My name is Francesco Sincich and I’m an anthropologist working with Doctors Without Borders (MSF) since 2003. With MSF I was already in the Afar Region of Ethiopia for a mission to the hospital for tuberculosis of Galaha. When I’m in Italy, I work with two associations: AAICA - Associazione Ambulatorio Internazionale ‘Città Aperta’ (http://cittaperta.jimdo.com/ ), giving free health care to illegal immigrants, and the Associazione Culturale Ghazala (http://www.ghazala.it/ ), involved in this project. With Ghazala, in the past, we supported the APDA - Afar Pastoralist Development Association, namely for a training course for traditional birth attendants.

I began to use the films as a tool of education and communication in 2009, during a mission for MSF on mother and child healthcare in Niger, with “Halima et Absatou”, a short film in Hausa language, made to raise the awareness of the mamans about the danger of too close pregnancies.

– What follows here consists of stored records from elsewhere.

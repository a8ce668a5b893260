//! Built-in functions callable from VEIL expressions.
//!
//! Each function receives already-evaluated arguments.  Missing arguments
//! read as `undefined`, mirroring the host's calling convention.

use super::value::Value;

/// Dispatch a built-in function call.
///
/// Returns `None` if `name` is not a built-in.
pub fn call_builtin(name: &str, args: &[Value]) -> Option<Value> {
    let arg = |i: usize| args.get(i).cloned().unwrap_or_default();
    Some(match name {
        // ── Conversions ──────────────────────────────────────────────────────
        "String" => Value::Str(arg(0).to_string()),
        "Number" => Value::Number(if args.is_empty() { 0.0 } else { arg(0).as_number() }),
        "Boolean" => Value::Bool(arg(0).as_bool()),

        // ── String functions ─────────────────────────────────────────────────
        "len" => Value::Number(arg(0).to_string().chars().count() as f64),
        "upper" => Value::Str(arg(0).to_string().to_uppercase()),
        "lower" => Value::Str(arg(0).to_string().to_lowercase()),
        "trim" => Value::Str(arg(0).to_string().trim().to_owned()),
        _ => return None,
    })
}

// ── Tests ─────────────────────────────────────────────────────────────────────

I continued in 2010 with “Waynaabe” and “Banganà”, two documentaries on the Wodaabe nomadic herders, always in Niger and again there in September-October 2012 to shoot “Lokkol”, with the aim to show and support a primary school we managed to create in 2011 in the camp of the two protagonists. “Banganà”, made by a very little team of three, has been selected in five festivals, including that of Amiens and the Festival Panafricain of Cannes.    

For “Lokkol”, I was alone and I had to learn very quickly to shoot... “Lokkol” has been selected in 7 festivals:  Genova Film Festival 2013, Luxor African Film Festival 2014, Eyes and Lenses - Ethnographic Film Festival Warsaw 2014, XXIII International Festival of Ethnographic Film Belgrade 2014, FIFEQ - Festival International du Film Ethnographique du Québec 2015, Children First - Anthropological Film Festival of Children and Youth Ljubljana 2015, VIVA Festival Sarajevo 2015, and it received a special mention of the jury at the 30th Festival International de Cinéma « Vues d’Afriques » of Montreal, 2014. But, what I really consider as a success (it doesn’t happen often), is that I managed to show the two films to the protagonists. I could show “Banganà” when I was there to shoot “Lokkol”, with a tablet (of course, there is no power in the wild), and “Lokkol”, organizing a screening in remote, thank to the teacher of the school and the parents of the pupils, by taking to the camp a DVD player, a screen, a generator. An Italian donor gave the money for that.

Here you can watch the trailers of “Banganà” and “Lokkol” and the full “Waynaabe”, the documentary used today by Vétérinaires Sans Frontières Belgium:

Waynaabe https://vimeo.com/34602881

Banganà (trailer) https://vimeo.com/74373910

Lokkol (trailer) https://vimeo.com/74379246

In March 2014, thanks to the crowd-funding won on this same platform, I shot “Fatuma and Asya”. If I manage to make this next film, I hope to show the old one to the protagonists and their families, as I did in Niger.